### [Task objective]
Restate, word for word, the lines from the opening line of the data through the line containing "use sequencer_random::config::DEFAULT_SEED;", both included, and nothing else.

[Records drawn from a dataset]
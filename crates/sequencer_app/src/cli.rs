//! Command-line options.

use std::path::PathBuf;

use anyhow::{Context, Result};
use clap::Parser;
use sequencer_alignment::AlignmentConfig;
use sequencer_framework::SequencerConfig;
use sequencer_random::config::DEFAULT_SEED;

/// Run the demo pipeline on the event sequencer.
#[derive(Debug, Parser)]
#[command(name = "sequencer", about = "Deterministic parallel event processing demo")]
pub struct Args {
    /// Number of events to process
    #[arg(short = 'n', long)]
    pub events: Option<u64>,

    /// Number of leading events to skip
    #[arg(long)]
    pub skip: Option<u64>,

    /// Worker threads; zero or negative picks the hardware parallelism
    #[arg(short = 'j', long, allow_negative_numbers = true)]
    pub jobs: Option<i32>,

    /// Global random seed
    #[arg(long, default_value_t = DEFAULT_SEED)]
    pub seed: u64,

    /// Log level: 0 trace, 1 debug, 2 info, 3 warn, 4 error, 5 error only
    #[arg(short = 'l', long, default_value_t = 2, value_parser = clap::value_parser!(u8).range(0..=5))]
    pub loglevel: u8,

    /// JSON file with sequencer settings; command-line values win
    #[arg(long)]
    pub config: Option<PathBuf>,

    /// Events per alignment interval of validity
    #[arg(long, default_value_t = 100)]
    pub align_iovsize: u64,

    /// Events between alignment cache flushes
    #[arg(long, default_value_t = 200)]
    pub align_flushsize: u64,

    /// Seed of the misalignment streams
    #[arg(long, default_value_t = sequencer_alignment::config::DEFAULT_ALIGNMENT_SEED)]
    pub align_seed: u64,

    /// Keep the first alignment interval at nominal placement
    #[arg(long)]
    pub align_firstnominal: bool,

    /// Per-event magnetic field scalor
    #[arg(long)]
    pub bf_scalor: Option<f64>,

    /// Per-event geometry rotation in radians
    #[arg(long)]
    pub rotation_step: Option<f64>,

    /// Write the run summary as JSON to this file
    #[arg(long)]
    pub output: Option<PathBuf>,
}

impl Args {
    /// Sequencer settings: the config file, if any, overridden by flags.
    ///
    /// # Errors
    ///
    /// Returns an error if the config file cannot be loaded.
    pub fn sequencer_config(&self) -> Result<SequencerConfig> {
        let mut config = match &self.config {
            Some(path) => SequencerConfig::from_json_file(path)
                .with_context(|| format!("loading {}", path.display()))?,
            None => SequencerConfig::default(),
        };
        if let Some(events) = self.events {
            config = config.with_events(events);
        }
        if let Some(skip) = self.skip {
            config = config.with_skip(skip);
        }
        if let Some(jobs) = self.jobs {
            config = config.with_workers(jobs);
        }
        Ok(config)
    }

    /// Alignment decorator settings.
    #[must_use]
    pub fn alignment_config(&self) -> AlignmentConfig {
        AlignmentConfig {
            first_iov_nominal: self.align_firstnominal,
            ..AlignmentConfig::default()
                .with_iov_size(self.align_iovsize)
                .with_flush_size(self.align_flushsize)
                .with_seed(self.align_seed)
        }
    }

    /// Default tracing directive for the chosen log level.
    #[must_use]
    pub fn log_directive(&self) -> &'static str {
        match self.loglevel {
            0 => "trace",
            1 => "debug",
            2 => "info",
            3 => "warn",
            _ => "error",
        }
    }
}

#[cfg(test)]
mod tests {
    use super::*;

    #[test]
    fn test_defaults() {
        let args = Args::try_parse_from(["sequencer"]).unwrap();
        assert_eq!(args.seed, DEFAULT_SEED);
        assert_eq!(args.log_directive(), "info");
        let config = args.sequencer_config().unwrap();
        assert_eq!(config, SequencerConfig::default());
        assert_eq!(args.alignment_config(), AlignmentConfig::default());
    }

    #[test]
    fn test_overrides() {
        let args = Args::try_parse_from([
            "sequencer",
            "-n",
            "50",
            "--skip",
            "5",
            "-j",
            "-1",
            "-l",
            "1",
            "--align-iovsize",
            "10",
            "--align-firstnominal",
        ])
        .unwrap();
        let config = args.sequencer_config().unwrap();
        assert_eq!(config.events, Some(50));
        assert_eq!(config.skip, 5);
        assert_eq!(config.workers, -1);
        assert_eq!(args.log_directive(), "debug");
        let alignment = args.alignment_config();
        assert_eq!(alignment.iov_size, 10);
        assert!(alignment.first_iov_nominal);
    }

    #[test]
    fn test_loglevel_out_of_range() {
        assert!(Args::try_parse_from(["sequencer", "-l", "6"]).is_err());
    }
}
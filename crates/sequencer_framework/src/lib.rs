//! Event processing framework.
//!
//! Components implement the narrow traits in [`component`] and are
//! assembled into a [`Pipeline`]. A [`Sequencer`] runs the pipeline once
//! per event, in parallel across events, and reports the outcome as a
//! [`RunReport`]. Each event gets its own [`EventContext`]: a fresh
//! [`EventStore`](sequencer_store::EventStore) for data exchange and a
//! [`Decoration`] filled by context decorators.
//!
//! Results do not depend on the worker count: every random stream is
//! derived from the component index and event number, never from the
//! thread that happens to run the event.

pub mod component;
pub mod config;
pub mod context;
pub mod decoration;
pub mod error;
pub mod pipeline;
pub mod process_code;
pub mod report;
pub mod sequencer;

pub use component::{
    Algorithm, CollectionWriter, ContextDecorator, Reader, Service, Writer, WriterT,
};
pub use config::SequencerConfig;
pub use context::{EventContext, RunContext};
pub use decoration::Decoration;
pub use error::{ProcessError, SequencerError};
pub use pipeline::Pipeline;
pub use process_code::{ProcessCode, ProcessResult};
pub use report::{EventFailure, FailureKind, RunReport, RunState, RunStatus, Stage};
pub use sequencer::Sequencer;

pub use sequencer_random::{RandomEngine, RandomNumbers, RandomNumbersConfig};
pub use sequencer_store::{EventStore, StoreError};
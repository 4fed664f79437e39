//! # sequencer_random
//!
//! Reproducible random numbers for parallel event processing.
//!
//! Every component that needs randomness spawns its own generator for the
//! event it is working on. The generator seed is a pure function of the
//! global seed, the component index, the event number, and the number of
//! events in the run, so the values drawn never depend on which worker
//! thread picked the event up or in which order events were processed.
//!
//! This crate provides:
//!
//! - [`RandomNumbers`]: the seeded service that spawns [`RandomEngine`]s.
//! - [`derive_seed`]: the seed derivation as a free function.
//! - [`Distribution`]: explicitly parameterised distributions to draw from.
//! - [`RandomError`]: unconfigured service and invalid parameters.

pub mod config;
pub mod distribution;
pub mod error;
pub mod service;

pub use config::RandomNumbersConfig;
pub use distribution::Distribution;
pub use error::RandomError;
pub use service::{RandomEngine, RandomNumbers, derive_seed};
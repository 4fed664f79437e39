//! Sequencer configuration.

use std::path::Path;

use serde::{Deserialize, Serialize};

use crate::error::SequencerError;

/// Run-level settings of a [`Sequencer`](crate::Sequencer).
#[derive(Debug, Clone, PartialEq, Eq, Serialize, Deserialize)]
#[serde(default)]
pub struct SequencerConfig {
    /// Number of events to process. `None` processes every event the
    /// readers can provide.
    pub events: Option<u64>,
    /// Number of leading events to skip.
    pub skip: u64,
    /// Worker threads. Zero or negative picks the hardware parallelism.
    pub workers: i32,
}

impl SequencerConfig {
    /// Create a config for `events` events on automatically chosen workers.
    #[must_use]
    pub fn new(events: u64) -> Self {
        Self {
            events: Some(events),
            ..Self::default()
        }
    }

    /// Set the number of events.
    #[must_use]
    pub fn with_events(mut self, events: u64) -> Self {
        self.events = Some(events);
        self
    }

    /// Set the number of leading events to skip.
    #[must_use]
    pub fn with_skip(mut self, skip: u64) -> Self {
        self.skip = skip;
        self
    }

    /// Set the worker count.
    #[must_use]
    pub fn with_workers(mut self, workers: i32) -> Self {
        self.workers = workers;
        self
    }

    /// Load a config from a JSON file. Missing fields take their defaults.
    ///
    /// # Errors
    ///
    /// Returns [`SequencerError::ConfigRead`] or [`SequencerError::ConfigParse`].
    pub fn from_json_file(path: impl AsRef<Path>) -> Result<Self, SequencerError> {
        let path = path.as_ref();
        let text = std::fs::read_to_string(path).map_err(|source| SequencerError::ConfigRead {
            path: path.to_path_buf(),
            source,
        })?;
        serde_json::from_str(&text).map_err(|source| SequencerError::ConfigParse {
            path: path.to_path_buf(),
            source,
        })
    }

    /// The number of worker threads to use.
    #[must_use]
    pub fn resolved_workers(&self) -> usize {
        match usize::try_from(self.workers) {
            Ok(n) if n > 0 => n,
            _ => std::thread::available_parallelism()
                .map(std::num::NonZeroUsize::get)
                .unwrap_or(1),
        }
    }
}

impl Default for SequencerConfig {
    fn default() -> Self {
        Self {
            events: None,
            skip: 0,
            workers: -1,
        }
    }
}
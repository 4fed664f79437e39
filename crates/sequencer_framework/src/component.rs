//! Component traits plugged into the sequencer.
//!
//! Each kind of component is a narrow trait. A concrete type implements
//! only the ones it needs, and the sequencer holds `Arc<dyn Trait>` lists.
//! All traits take `&self`: one instance serves every worker thread, so a
//! component touching shared state (an output file, a counter) guards it
//! itself.

use std::marker::PhantomData;

use sequencer_random::RandomNumbers;

use crate::context::{EventContext, RunContext};
use crate::error::{ProcessError, SequencerError};
use crate::process_code::{ProcessCode, ProcessResult};

/// A job-level helper initialized before the first event and finalized
/// after the last.
pub trait Service: Send + Sync {
    /// Name used in diagnostics.
    fn name(&self) -> &str;

    /// Called once while the sequencer is configured.
    ///
    /// # Errors
    ///
    /// An error here is fatal; the sequencer is never built.
    fn initialize(&self) -> Result<(), ProcessError> {
        Ok(())
    }

    /// Called once after all writers finished their end-of-run work.
    ///
    /// # Errors
    ///
    /// An error here marks the run as failed.
    fn finalize(&self) -> Result<(), ProcessError> {
        Ok(())
    }
}

/// Mutates the event's decoration before any reader runs.
///
/// Decorators run in registration order, so a decorator may build on the
/// payload an earlier one produced.
pub trait ContextDecorator: Send + Sync {
    /// Name used in diagnostics.
    fn name(&self) -> &str;

    /// Decorate one event.
    ///
    /// # Errors
    ///
    /// An error aborts the event.
    fn decorate(&self, context: &mut EventContext) -> ProcessResult;
}

/// Fills the event store at the start of each event.
pub trait Reader: Send + Sync {
    /// Name used in diagnostics.
    fn name(&self) -> &str;

    /// Read one event into `context.store`.
    ///
    /// # Errors
    ///
    /// An error aborts the event.
    fn read(&self, context: &RunContext<'_>) -> ProcessResult;

    /// How many events this reader can provide, if it knows.
    fn available_events(&self) -> Option<u64> {
        None
    }

    /// Whether [`Reader::skip`] is cheaper than reading and discarding.
    fn can_skip(&self) -> bool {
        false
    }

    /// Skip the first `events` events without reading them.
    ///
    /// Only called when [`Reader::can_skip`] returns `true`.
    ///
    /// # Errors
    ///
    /// An error fails the run before any event is processed.
    fn skip(&self, events: u64) -> ProcessResult {
        let _ = events;
        Ok(ProcessCode::Success)
    }
}

/// Transforms event data: reads collections and adds new ones.
pub trait Algorithm: Send + Sync {
    /// Name used in diagnostics.
    fn name(&self) -> &str;

    /// Process one event.
    ///
    /// # Errors
    ///
    /// An error aborts the event.
    fn execute(&self, context: &RunContext<'_>) -> ProcessResult;
}

/// Consumes event data and produces output.
pub trait Writer: Send + Sync {
    /// Name used in diagnostics.
    fn name(&self) -> &str;

    /// Write one event.
    ///
    /// # Errors
    ///
    /// An error aborts the event.
    fn write(&self, context: &RunContext<'_>) -> ProcessResult;

    /// Flush aggregated output. Called once, after every event finished.
    ///
    /// # Errors
    ///
    /// An error marks the run as failed.
    fn end_run(&self) -> ProcessResult {
        Ok(ProcessCode::Success)
    }
}

/// A writer for exactly one typed collection. Wrap it in [`WriterT`].
pub trait CollectionWriter<T>: Send + Sync {
    /// Name used in diagnostics.
    fn name(&self) -> &str;

    /// Write the collection of one event.
    ///
    /// # Errors
    ///
    /// An error aborts the event.
    fn write_collection(&self, context: &RunContext<'_>, collection: &T) -> ProcessResult;

    /// Flush aggregated output.
    ///
    /// # Errors
    ///
    /// An error marks the run as failed.
    fn end_run(&self) -> ProcessResult {
        Ok(ProcessCode::Success)
    }
}

/// Adapts a [`CollectionWriter`] into a [`Writer`] by looking up its
/// collection in the event store.
pub struct WriterT<W, T> {
    collection: String,
    inner: W,
    _marker: PhantomData<fn() -> T>,
}

impl<W, T> WriterT<W, T>
where
    W: CollectionWriter<T>,
    T: Send + Sync + 'static,
{
    /// Wrap `inner` so it receives the collection named `collection`.
    ///
    /// # Errors
    ///
    /// Returns [`SequencerError::InvalidConfig`] if the collection or writer
    /// name is empty.
    pub fn new(collection: impl Into<String>, inner: W) -> Result<Self, SequencerError> {
        let collection = collection.into();
        if collection.is_empty() {
            return Err(SequencerError::InvalidConfig(
                "writer input collection name is empty".to_string(),
            ));
        }
        if inner.name().is_empty() {
            return Err(SequencerError::InvalidConfig(
                "writer name is empty".to_string(),
            ));
        }
        Ok(Self {
            collection,
            inner,
            _marker: PhantomData,
        })
    }

    /// Returns the collection this writer consumes.
    #[must_use]
    pub fn collection(&self) -> &str {
        &self.collection
    }

    /// Returns the wrapped writer.
    #[must_use]
    pub fn inner(&self) -> &W {
        &self.inner
    }
}

impl<W, T> Writer for WriterT<W, T>
where
    W: CollectionWriter<T>,
    T: Send + Sync + 'static,
{
    fn name(&self) -> &str {
        self.inner.name()
    }

    fn write(&self, context: &RunContext<'_>) -> ProcessResult {
        let collection = context.store.get::<T>(&self.collection)?;
        self.inner.write_collection(context, &collection)
    }

    fn end_run(&self) -> ProcessResult {
        self.inner.end_run()
    }
}

impl Service for RandomNumbers {
    fn name(&self) -> &str {
        RandomNumbers::name(self)
    }

    fn initialize(&self) -> Result<(), ProcessError> {
        self.require_seed()?;
        Ok(())
    }
}

#[cfg(test)]
mod tests {
    use std::sync::Mutex;

    use sequencer_random::{RandomError, RandomNumbersConfig};
    use sequencer_store::StoreError;

    use super::*;

    struct SumWriter {
        seen: Mutex<Vec<u64>>,
    }

    impl CollectionWriter<Vec<u64>> for SumWriter {
        fn name(&self) -> &str {
            "SumWriter"
        }

        fn write_collection(&self, _context: &RunContext<'_>, collection: &Vec<u64>) -> ProcessResult {
            self.seen
                .lock()
                .map_err(|_| ProcessError::failed("poisoned"))?
                .push(collection.iter().sum());
            Ok(ProcessCode::Success)
        }
    }

    fn sum_writer() -> SumWriter {
        SumWriter {
            seen: Mutex::new(Vec::new()),
        }
    }

    #[test]
    fn test_writer_t_reads_named_collection() {
        let writer = WriterT::new("values", sum_writer()).unwrap();
        let ctx = EventContext::new(0, 1);
        ctx.store().add("values", vec![1_u64, 2, 3]).unwrap();
        let code = writer.write(&ctx.for_component(0)).unwrap();
        assert_eq!(code, ProcessCode::Success);
        assert_eq!(*writer.inner().seen.lock().unwrap(), vec![6]);
        assert_eq!(Writer::name(&writer), "SumWriter");
    }

    #[test]
    fn test_writer_t_missing_collection_is_not_found() {
        let writer = WriterT::new("values", sum_writer()).unwrap();
        let ctx = EventContext::new(5, 10);
        let err = writer.write(&ctx.for_component(0)).unwrap_err();
        assert!(matches!(
            err,
            ProcessError::Store(StoreError::NotFound { event: 5, .. })
        ));
    }

    #[test]
    fn test_writer_t_rejects_empty_collection_name() {
        assert!(matches!(
            WriterT::new("", sum_writer()),
            Err(SequencerError::InvalidConfig(_))
        ));
    }

    #[test]
    fn test_random_service_initialize() {
        let seeded = RandomNumbers::new(RandomNumbersConfig::with_seed(1));
        assert!(Service::initialize(&seeded).is_ok());

        let unseeded = RandomNumbers::new(RandomNumbersConfig::unseeded());
        let err = Service::initialize(&unseeded).unwrap_err();
        assert!(matches!(
            err,
            ProcessError::Random(RandomError::NotConfigured { .. })
        ));
    }
}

### [Reply]
filename crates/sequencer_app/src/cli.rs
//! Command-line options.

use std::path::PathBuf;

use anyhow::{Context, Result};
use clap::Parser;
use sequencer_alignment::AlignmentConfig;
use sequencer_framework::SequencerConfig;
use sequencer_random::config::DEFAULT_SEED;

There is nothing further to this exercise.